Hassenfeld recognizes that EA’s approach is not for everyone. Many in the philanthropy field are critical of what they view as EA’s cold, hyperrational approach to helping other people. A 2013 editorial in the Stanford Social Innovation Review co-written by Charity Navigator’s then president Ken Berger labeled it “defective altruism.” While noting all donors “should be informed,” the authors wrote that EA claims a moral high ground by “weighing causes and beneficiaries against one another.” It’s not moral, he wrote, but “moralistic in the worst sense.”
Other critics are skeptical of the EA community’s efforts to rewire a natural human instinct: empathy for those we know over those we’ve never met. “I would be wary of inverting the natural order of affections,” the New York Times columnist David Brooks wrote. “If you see the world on a strictly intellectual level, then a child in Pakistan or Zambia is just as valuable as your own child. But not many people actually think this way.”

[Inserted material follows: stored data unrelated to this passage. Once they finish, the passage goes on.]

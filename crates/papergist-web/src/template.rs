use axum::response::Html;

const INDEX_HTML: &str = include_str!("../templates/index.html");

/// Render the index page with the upload form.
pub fn render_index() -> Html<&'static str> {
    Html(INDEX_HTML)
}
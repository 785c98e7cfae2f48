use std::path::Path;

use thiserror::Error;

#[derive(Error, Debug)]
pub enum ExtractionError {
    #[error("failed to open document: {0}")]
    Open(String),
    #[error("failed to extract text: {0}")]
    Read(String),
    #[error("document contains no extractable text")]
    NoText,
    #[error("IO error: {0}")]
    Io(#[from] std::io::Error),
}

/// Trait for PDF text extraction backends.
///
/// Implementors provide the raw text of a document; everything downstream
/// (cleanup, chunking, section carving) lives in `papergist-text`.
pub trait PdfBackend: Send + Sync {
    /// Extract the full text content of a PDF file.
    fn extract_text(&self, path: &Path) -> Result<String, ExtractionError>;
}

People in EA, who are typically as selfcritical as they expect charities to be, agonize over what they call the proximity question. “The money you give to an American living on the street, in a very rich country, could in some ways have a bigger impact elsewhere,” says Winegar. “At the same time it’s someone in front of you, in need, who actually has this serious issue that you should help solve. If you say no every time, it can lead to coldness.”
GiveWell, like the EA movement at large, hopes to extend its impact.
Hassenfeld tells the donors here tonight that his group will offer its research to government agencies and public health lobbyists in middle-income countries. The goal, he says, is to expand its mission beyond just funding the direct delivery of services (like bed netting) into influencing policy.
Hassenfeld says his organization wants to help change public health regulations by funding groups that seek to pass tobacco-tax legislation, which reduces tobacco use and improves health. “This would not be GiveWell itself advising a government but funds going to organizations that work closely with governments on these types of regulations,” he says.
He notes that last year, government aid agencies around the world, including the U.S. Agency for International Development and its U.K. counterpart, collectively spent $25 billion on their programs. His goal is to provide them with GiveWell’s research.
He admits that working with these players will be tricky for his group’s mission. “This space as a whole is going to be much less quantifiable and harder to assess” than the highly targeted, quantifiable programs he and his team have recommended so far.
A young woman stands and asks if engaging with another country’s political process was fraught and perhaps could be viewed as overtly paternalistic.
“We have a point of view of what would lead to better outcomes for people, like giving someone a malaria net, so that certainly is paternalistic in a certain sense,” Hassenfeld answers, demonstrating the kind of honest self-assessment that lies at the core of the effective altruist mission. He acknowledges that working with groups trying to change health laws will be a challenge. He says, “We’re just going to have to move cautiously to be confident that the types of groups we’re supporting...that we’re convinced what they’re doing will lead to well-being rather than major problems.”
With fewer metrics to rely on, it may be that the people giving with their heads will just have to follow their gut.